Nell’arco di un anno è stato sottoposto due volte a interrogatori stringenti e perquisizioni invasive ordinate dalla Procura di Salerno, l’ultima il 23 gennaio scorso. Fabio Amendolara non è formalmente indagato per rivelazione di segreto di Stato, ma è stato interrogato e perquisito perché è sospettato di aver commesso questo reato: è stato ascoltato come persona informata dei fatti dai magistrati, che vogliono sapere chi gli ha passato certe informazioni sull’operato di agenti dei servizi segreti. Gli stessi magistrati, per le stesse ragioni, un anno fa lo avevano già iscritto nel registro degli indagati per il reato di rilevazione del segreto d’ufficio. Le indagini sono ancora in corso.
“Chi le ha passato queste informazioni?”, hanno chiesto i magistrati ad Amendolara. Poiché il giornalista ha invocato il segreto professionale, hanno sequestrato i suoi appunti, il suo archivio, per cercare di scoprire chi gli passa certe informazioni: informazioni che mettono in dubbio il corretto operato della procura lucana nella prima fase delle indagini e come tali hanno un interesse generale, interessano cittadini e istituzioni.
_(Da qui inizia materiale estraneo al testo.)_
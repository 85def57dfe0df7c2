//! The turn loop: compose request, complete, record, execute tools, hand off.

use std::sync::Arc;

use bon::Builder;
use tracing::{debug, warn};

use crate::agent::Agent;
use crate::config::Config;
use crate::error::{MurmurError, Result};
use crate::provider::{create_provider, ChatProvider, ChatRequest, ProviderKind};
use crate::tools::{schema, ToolArguments, ToolContext};
use crate::types::{ContextVariables, Message, RunResponse, ToolCall, ToolOutput, ToolReturn};

/// Options for one run.
#[derive(Debug, Clone, Builder)]
pub struct RunOptions {
    /// Model id overriding the active agent's configured model.
    pub model_override: Option<String>,
    /// Turn budget; `None` means unbounded.
    pub max_turns: Option<usize>,
    /// When false, a tool-call-bearing assistant message ends the run
    /// without invoking any tool.
    #[builder(default = true)]
    pub execute_tools: bool,
}

impl Default for RunOptions {
    fn default() -> Self {
        Self {
            model_override: None,
            max_turns: None,
            execute_tools: true,
        }
    }
}

/// Drives one conversation to completion against a single chat backend.
pub struct Orchestrator {
    pub(crate) provider: Arc<dyn ChatProvider>,
}

impl Orchestrator {
    /// Create an orchestrator for the given backend, configured from the
    /// environment.
    pub fn new(kind: ProviderKind) -> Result<Self> {
        Self::with_config(kind, &Config::from_env())
    }

    /// Create an orchestrator for the given backend and config.
    pub fn with_config(kind: ProviderKind, config: &Config) -> Result<Self> {
        Ok(Self {
            provider: Arc::from(create_provider(kind, config)?),
        })
    }

    /// Create an orchestrator over an existing backend instance.
    pub fn from_provider(provider: Arc<dyn ChatProvider>) -> Self {
        Self { provider }
    }

    /// Run the turn loop to completion.
    ///
    /// Each run owns its state: the supplied history, context variables, and
    /// agent are taken by value and never shared with other runs.
    pub async fn run(
        &self,
        agent: Agent,
        messages: Vec<Message>,
        context_variables: ContextVariables,
        options: RunOptions,
    ) -> Result<RunResponse> {
        let mut active_agent = agent;
        let mut context_variables = context_variables;
        let mut history = messages;
        let init_len = history.len();
        let mut turn = 0usize;

        while options.max_turns.map_or(true, |max| turn < max) {
            turn += 1;

            let request = build_chat_request(
                &active_agent,
                &history,
                &context_variables,
                options.model_override.as_deref(),
            );
            debug!(
                agent = active_agent.name(),
                model = %request.model,
                turn,
                "requesting completion"
            );

            let mut message = self.provider.complete(&request).await?;
            message.sender = Some(active_agent.name().to_string());
            debug!(
                agent = active_agent.name(),
                tool_calls = message.tool_calls().len(),
                "received completion"
            );

            let calls = message.tool_calls().to_vec();
            history.push(message);

            if calls.is_empty() || !options.execute_tools {
                debug!("ending turn");
                break;
            }

            let outcome = execute_tool_calls(&calls, &active_agent, &context_variables).await?;
            history.extend(outcome.messages);
            context_variables.merge(outcome.context_variables);
            if let Some(next_agent) = outcome.agent {
                debug!(from = active_agent.name(), to = next_agent.name(), "handoff");
                active_agent = next_agent;
            }
        }

        Ok(RunResponse {
            messages: history.split_off(init_len),
            agent: Some(active_agent),
            context_variables,
        })
    }
}

/// Compose the normalized request for one turn: resolved instructions
/// prepended as the system message, tool descriptors, effective model and
/// tool-choice policy.
pub(crate) fn build_chat_request(
    agent: &Agent,
    history: &[Message],
    context_variables: &ContextVariables,
    model_override: Option<&str>,
) -> ChatRequest {
    let instructions = agent.instructions().resolve(context_variables);

    let mut messages = Vec::with_capacity(history.len() + 1);
    messages.push(Message::system(instructions));
    messages.extend_from_slice(history);

    let tools = agent
        .tools()
        .iter()
        .map(|t| schema::describe(t.as_ref()))
        .collect();

    ChatRequest {
        model: model_override.unwrap_or_else(|| agent.model()).to_string(),
        messages,
        tools,
        tool_choice: agent.tool_choice().cloned(),
        parallel_tool_calls: agent.parallel_tool_calls(),
    }
}

/// Result of executing one batch of tool calls.
pub(crate) struct ToolBatchOutcome {
    pub messages: Vec<Message>,
    pub agent: Option<Agent>,
    pub context_variables: ContextVariables,
}

/// Execute a batch of tool calls in presented order.
///
/// Local failures (unknown tool, malformed arguments, tool-body errors) are
/// folded into history as error-content tool results; the first handoff wins
/// and skips the remaining calls in the batch. The only fatal outcome is a
/// tool output that cannot be coerced to a string.
pub(crate) async fn execute_tool_calls(
    calls: &[ToolCall],
    agent: &Agent,
    context_variables: &ContextVariables,
) -> Result<ToolBatchOutcome> {
    let mut outcome = ToolBatchOutcome {
        messages: Vec::with_capacity(calls.len()),
        agent: None,
        context_variables: ContextVariables::new(),
    };

    for call in calls {
        let Some(tool) = agent.tool(&call.name) else {
            warn!(tool = %call.name, "tool not found");
            outcome.messages.push(Message::tool_result(
                call.id.clone(),
                call.name.clone(),
                format!("Error: tool '{}' not found.", call.name),
            ));
            continue;
        };

        let args = match ToolArguments::from_raw(&call.arguments) {
            Ok(args) => args,
            Err(e) => {
                warn!(tool = %call.name, error = %e, "invalid tool arguments");
                outcome.messages.push(Message::tool_result(
                    call.id.clone(),
                    call.name.clone(),
                    format!("Error: invalid arguments for '{}': {e}", call.name),
                ));
                continue;
            }
        };

        debug!(tool = %call.name, args = %call.arguments, "executing tool call");

        let ctx = ToolContext {
            tool_call_id: Some(call.id.clone()),
            tool_name: Some(call.name.clone()),
            context_variables: tool
                .wants_context()
                .then(|| context_variables.clone()),
        };

        match tool.execute(&args, &ctx).await {
            Ok(ret) => {
                let output = normalize_tool_return(ret)?;
                outcome.messages.push(Message::tool_result(
                    call.id.clone(),
                    call.name.clone(),
                    output.value,
                ));
                outcome.context_variables.merge(output.context_variables);
                if output.agent.is_some() {
                    // First handoff wins; the rest of the batch is skipped.
                    outcome.agent = output.agent;
                    return Ok(outcome);
                }
            }
            Err(e) => {
                warn!(tool = %call.name, error = %e, "tool execution failed");
                outcome.messages.push(Message::tool_result(
                    call.id.clone(),
                    call.name.clone(),
                    format!("Error: {e}"),
                ));
            }
        }
    }

    Ok(outcome)
}

/// Apply the deterministic coercion rule to a tool's return value.
pub(crate) fn normalize_tool_return(ret: ToolReturn) -> Result<ToolOutput> {
    match ret {
        ToolReturn::Text(value) => Ok(ToolOutput::new(value)),
        ToolReturn::Json(value) => serde_json::to_string(&value)
            .map(ToolOutput::new)
            .map_err(|e| MurmurError::ResultCoercion(e.to_string())),
        ToolReturn::Handoff(agent) => {
            let value = serde_json::json!({"assistant": agent.name()}).to_string();
            Ok(ToolOutput::new(value).with_agent(agent))
        }
        ToolReturn::Output(output) => Ok(output),
    }
}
I magistrati hanno sfogliato gli appunti di Fabio poi glieli hanno restituiti tutti senza essere venuti a capo di nulla.
Non è bello, non è tranquillizzante subire interrogatori e perquisizioni, essere pressati per rivelare nomi e cognomi di persone che hanno fornito informazioni ponendo come condizione l’anonimato, si può parlare in tutta segretezza con un giornalista come con un prete che ti confessa, come con l’avvocato che ti assiste legalmente. Sapendo che il segreto professionale del giornalista è protetto da un articolo del codice penale. I giornalisti però sanno per esperienza che quell’articolo non è uno scudo impenetrabile e perciò quando un pm insiste in ragione della sua indagine per avere una determinata informazione, rischiano in proprio: di essere incriminati, di essere arrestati.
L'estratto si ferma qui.